Kathe Kollwitz (1867-1945) was the great German expressionist whose sculpture, prints and paintings caught a despairing people in the grip of injustice and war. A social radical ahead of her time, her work banished by the fascists, she was a remarkable figure. But this new play at the Church in Ocean Park, Santa Monica, fails to render the requisite sorrows and triumph of Kollwitz.

Playwright Dena Saxer and director Mimi Mekler pour love instead of danger into the production. There's no propulsion.

Ironically, ambitious artistic devices undermine dramatic momentum. Masks, choreographic movement, music and vignettes strive to animate Kollwitz's life and work. But the seams show.

One problem is that this is really a chamber piece forced to fill the huge venue of a hall.

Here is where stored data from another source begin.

//! Checkout request payload.

use std::fmt;

use secrecy::{ExposeSecret, SecretString};
use serde::Serialize;

use crate::api::types::serialize_secret;

/// A postal address used for billing or shipping.
#[derive(Debug, Clone, Default, PartialEq, Eq, Serialize)]
pub struct Address {
    pub name: String,
    pub address: String,
    pub city: String,
    pub state: String,
    pub zip: String,
    pub country: String,
}

impl Address {
    fn missing_fields(&self, prefix: &str, missing: &mut Vec<String>) {
        let fields = [
            ("name", &self.name),
            ("address", &self.address),
            ("city", &self.city),
            ("state", &self.state),
            ("zip", &self.zip),
            ("country", &self.country),
        ];
        missing.extend(
            fields
                .iter()
                .filter(|(_, value)| value.trim().is_empty())
                .map(|(field, _)| format!("{prefix}.{field}")),
        );
    }
}

/// Payment card details. Card number and CVC never appear in `Debug` output.
#[derive(Clone, Serialize)]
#[serde(rename_all = "camelCase")]
pub struct PaymentCard {
    #[serde(serialize_with = "serialize_secret")]
    pub card_number: SecretString,
    pub card_expiry: String,
    #[serde(rename = "cardCVC", serialize_with = "serialize_secret")]
    pub card_cvc: SecretString,
}

impl fmt::Debug for PaymentCard {
    fn fmt(&self, f: &mut fmt::Formatter<'_>) -> fmt::Result {
        f.debug_struct("PaymentCard")
            .field("card_number", &"[REDACTED]")
            .field("card_expiry", &self.card_expiry)
            .field("card_cvc", &"[REDACTED]")
            .finish()
    }
}

/// Body of `POST checkout/`.
#[derive(Debug, Clone, Serialize)]
pub struct CheckoutRequest {
    pub billing: Address,
    pub shipping: Address,
    pub payment: PaymentCard,
}

impl CheckoutRequest {
    /// Names of required fields that are blank, as `section.field`.
    #[must_use]
    pub fn missing_fields(&self) -> Vec<String> {
        let mut missing = Vec::new();
        self.billing.missing_fields("billing", &mut missing);
        self.shipping.missing_fields("shipping", &mut missing);

        if self.payment.card_number.expose_secret().trim().is_empty() {
            missing.push("payment.cardNumber".to_string());
        }
        if self.payment.card_expiry.trim().is_empty() {
            missing.push("payment.cardExpiry".to_string());
        }
        if self.payment.card_cvc.expose_secret().trim().is_empty() {
            missing.push("payment.cardCVC".to_string());
        }
        missing
    }

    /// Check that every required field is filled in.
    ///
    /// # Errors
    ///
    /// Returns a message naming the blank fields.
    pub fn validate(&self) -> Result<(), String> {
        let missing = self.missing_fields();
        if missing.is_empty() {
            Ok(())
        } else {
            Err(format!(
                "Please fill in all required fields: {}",
                missing.join(", ")
            ))
        }
    }
}
//! Client configuration loaded from environment variables.
//!
//! # Environment Variables
//!
//! ## Optional
//! - `CRAFTIFY_API_URL` - Base URL of the marketplace REST API
//!   (default: `http://127.0.0.1:8000/api/`)
//! - `CRAFTIFY_TOKEN_PATH` - File holding the persisted credential
//!   (default: `$HOME/.craftify/session.json`)
//! - `CRAFTIFY_HTTP_TIMEOUT_SECS` - Transport request timeout (default: 30)
//! - `CRAFTIFY_CATALOG_CACHE_TTL_SECS` - Catalog cache lifetime (default: 300)
//! - `SENTRY_DSN` - Sentry error tracking DSN

use std::path::PathBuf;
use std::time::Duration;

use thiserror::Error;
use url::Url;

const DEFAULT_API_URL: &str = "http://127.0.0.1:8000/api/";
const DEFAULT_HTTP_TIMEOUT_SECS: u64 = 30;
const DEFAULT_CATALOG_CACHE_TTL_SECS: u64 = 300;
const TOKEN_DIR: &str = ".craftify";
const TOKEN_FILE: &str = "session.json";

/// Configuration errors that can occur during loading.
#[derive(Debug, Error)]
pub enum ConfigError {
    #[error("Invalid environment variable {0}: {1}")]
    InvalidEnvVar(String, String),
}

/// Marketplace client configuration.
#[derive(Debug, Clone)]
pub struct ClientConfig {
    /// Base URL of the REST API, always ending in `/`
    pub api_url: Url,
    /// Where the bearer credential is persisted between runs
    pub token_path: PathBuf,
    /// Request timeout applied by the transport
    pub http_timeout: Duration,
    /// How long catalog responses stay cached
    pub catalog_cache_ttl: Duration,
    /// Sentry DSN for error tracking
    pub sentry_dsn: Option<String>,
}

impl ClientConfig {
    /// Load configuration from environment variables.
    ///
    /// Calls `dotenvy::dotenv()` to load from `.env` file if present.
    ///
    /// # Errors
    ///
    /// Returns `ConfigError` if a variable is present but cannot be parsed.
    pub fn from_env() -> Result<Self, ConfigError> {
        // Load .env file if present (ignore errors if not found)
        let _ = dotenvy::dotenv();

        let api_url = parse_api_url(&get_env_or_default("CRAFTIFY_API_URL", DEFAULT_API_URL))?;
        let token_path = get_optional_env("CRAFTIFY_TOKEN_PATH")
            .map_or_else(default_token_path, PathBuf::from);
        let http_timeout = Duration::from_secs(get_secs(
            "CRAFTIFY_HTTP_TIMEOUT_SECS",
            DEFAULT_HTTP_TIMEOUT_SECS,
        )?);
        let catalog_cache_ttl = Duration::from_secs(get_secs(
            "CRAFTIFY_CATALOG_CACHE_TTL_SECS",
            DEFAULT_CATALOG_CACHE_TTL_SECS,
        )?);
        let sentry_dsn = get_optional_env("SENTRY_DSN");

        Ok(Self {
            api_url,
            token_path,
            http_timeout,
            catalog_cache_ttl,
            sentry_dsn,
        })
    }

    /// Configuration pointing at a given API base URL with default settings.
    ///
    /// # Errors
    ///
    /// Returns `ConfigError::InvalidEnvVar` if the URL cannot be parsed.
    pub fn for_api_url(api_url: &str) -> Result<Self, ConfigError> {
        Ok(Self {
            api_url: parse_api_url(api_url)?,
            token_path: default_token_path(),
            http_timeout: Duration::from_secs(DEFAULT_HTTP_TIMEOUT_SECS),
            catalog_cache_ttl: Duration::from_secs(DEFAULT_CATALOG_CACHE_TTL_SECS),
            sentry_dsn: None,
        })
    }
}

// =============================================================================
// Helper Functions
// =============================================================================

/// Get an optional environment variable.
fn get_optional_env(key: &str) -> Option<String> {
    std::env::var(key).ok().filter(|v| !v.trim().is_empty())
}

/// Get an environment variable with a default value.
fn get_env_or_default(key: &str, default: &str) -> String {
    get_optional_env(key).unwrap_or_else(|| default.to_string())
}

/// Parse a positive number of seconds.
fn get_secs(key: &str, default: u64) -> Result<u64, ConfigError> {
    let Some(raw) = get_optional_env(key) else {
        return Ok(default);
    };
    match raw.trim().parse::<u64>() {
        Ok(0) => Err(ConfigError::InvalidEnvVar(
            key.to_string(),
            "must be greater than zero".to_string(),
        )),
        Ok(secs) => Ok(secs),
        Err(e) => Err(ConfigError::InvalidEnvVar(key.to_string(), e.to_string())),
    }
}

/// Parse the API base URL, enforcing a trailing slash so relative joins keep
/// the full path (`/api/` + `cart/` rather than `/cart/`).
fn parse_api_url(raw: &str) -> Result<Url, ConfigError> {
    let mut url = Url::parse(raw.trim())
        .map_err(|e| ConfigError::InvalidEnvVar("CRAFTIFY_API_URL".to_string(), e.to_string()))?;

    if url.cannot_be_a_base() {
        return Err(ConfigError::InvalidEnvVar(
            "CRAFTIFY_API_URL".to_string(),
            "must be an absolute http(s) URL".to_string(),
        ));
    }

    if !url.path().ends_with('/') {
        let path = format!("{}/", url.path());
        url.set_path(&path);
    }
    Ok(url)
}

/// Default credential location under the user's home directory.
fn default_token_path() -> PathBuf {
    get_optional_env("HOME").map_or_else(
        || PathBuf::from(TOKEN_DIR).join(TOKEN_FILE),
        |home| PathBuf::from(home).join(TOKEN_DIR).join(TOKEN_FILE),
    )
}

#[cfg(test)]
#[allow(clippy::unwrap_used)]
mod tests {
    use super::*;

    #[test]
    fn test_parse_api_url_adds_trailing_slash() {
        let url = parse_api_url("http://localhost:8000/api").unwrap();
        assert_eq!(url.as_str(), "http://localhost:8000/api/");
        assert_eq!(url.join("cart/").unwrap().path(), "/api/cart/");
    }

    #[test]
    fn test_parse_api_url_keeps_existing_slash() {
        let url = parse_api_url("https://market.example.com/api/").unwrap();
        assert_eq!(url.as_str(), "https://market.example.com/api/");
    }

    #[test]
    fn test_parse_api_url_rejects_garbage() {
        let err = parse_api_url("not a url").unwrap_err();
        assert!(matches!(err, ConfigError::InvalidEnvVar(_, _)));

        let err = parse_api_url("mailto:someone@example.com").unwrap_err();
        assert!(matches!(err, ConfigError::InvalidEnvVar(_, _)));
    }

    #[test]
    fn test_for_api_url_defaults() {
        let config = ClientConfig::for_api_url(DEFAULT_API_URL).unwrap();
        assert_eq!(config.http_timeout, Duration::from_secs(30));
        assert_eq!(config.catalog_cache_ttl, Duration::from_secs(300));
        assert!(config.token_path.ends_with("session.json"));
        assert!(config.sentry_dsn.is_none());
    }
}
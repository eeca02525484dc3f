//! Catalog browsing. No session needed.

use std::io::Write;

use craftify_core::ItemId;

use super::{App, CommandResult};
use crate::render;

pub async fn items(app: &App, out: &mut impl Write, id: Option<i64>) -> CommandResult {
    match id {
        Some(id) => {
            let item = app.catalog().get_item(ItemId::new(id)).await?;
            render::item(out, &item)?;
        }
        None => {
            let items = app.catalog().list_items().await?;
            render::items(out, &items)?;
        }
    }
    Ok(())
}
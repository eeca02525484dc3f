//! Craftify marketplace client library.
//!
//! Client-side state for the Craftify marketplace: who is signed in, what is
//! in the cart, and the catalog and order history around them. The remote
//! REST API is the source of truth; the stores here only ever hold a value
//! the server confirmed.
//!
//! # Architecture
//!
//! - [`token`] - Persists the bearer credential and decodes its identity claim
//! - [`session`] - Single source of truth for "who is logged in"
//! - [`cart`] - Server-confirmed view of the signed-in user's cart
//! - [`orders`] - Order history for the signed-in user
//! - [`catalog`] - Item listings, cached in memory
//! - [`storefront`] - Owns the stores and coordinates them on session changes
//! - [`api`] - The remote API seam and its `reqwest` implementation
//!
//! Views consume store snapshots through `tokio::sync::watch` receivers and
//! never keep a second copy of cart or session state.

#![cfg_attr(not(test), forbid(unsafe_code))]

pub mod api;
pub mod cart;
pub mod catalog;
pub mod checkout;
pub mod config;
pub mod error;
pub mod orders;
mod pending;
pub mod session;
pub mod storefront;
pub mod token;

pub use api::{ApiError, HttpMarketplace, MarketplaceApi};
pub use cart::{Cart, CartError, CartItem, CartLine, CartState, CartStore};
pub use catalog::Catalog;
pub use checkout::{Address, CheckoutRequest, PaymentCard};
pub use config::{ClientConfig, ConfigError};
pub use error::{ClientError, Result};
pub use orders::{OrderHistory, OrderHistoryState, OrderWindow};
pub use session::{SessionError, SessionManager, SessionPhase, SessionState};
pub use storefront::Storefront;
pub use token::{FileTokenStore, MemoryTokenStore, TokenStore, decode_identity};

Lighting inadequately picks up the seven characters in the maw of playing space, although the semi-theater-in-the-round seating provides strong sight lines.

As Kollwitz, Winship Cook is rather bloodless, a touch too perfect a mother and too cheerful an artist. The family portraits are album-like, notwithstanding the war deaths of two sons (David Burns and D.C. Douglas). Rodney Oakes' score and Francesca Passeri's period costumes are vivid assets.

At 235 Hill St., Santa Monica, Fridays and Saturdays, 8 p.m., with June 3 performance replaced on June 4. Ends June 4. A benefit for the homeless tonight, 8 p.m. (213) 466-1767.

'Eye of the Beholder' and 'Suppressed Desire'

Another play about art, the farcical, incisive "The Eye of the Beholder" at the Flight Theatre, hilariously escalates into a war between two painters who represent intuition (Leigh Kilton) and calculation (Kay Kramer).

Playwright Kent Broadhurst's wit, director Jay Marcus' pell-mell pace, and the actresses' clever paintbrush combat pit artistic impulse against academic technique. It's a quicksilver work, embellished by the painters' live model (Kristin Hahn). (The play was originally written for male actors.)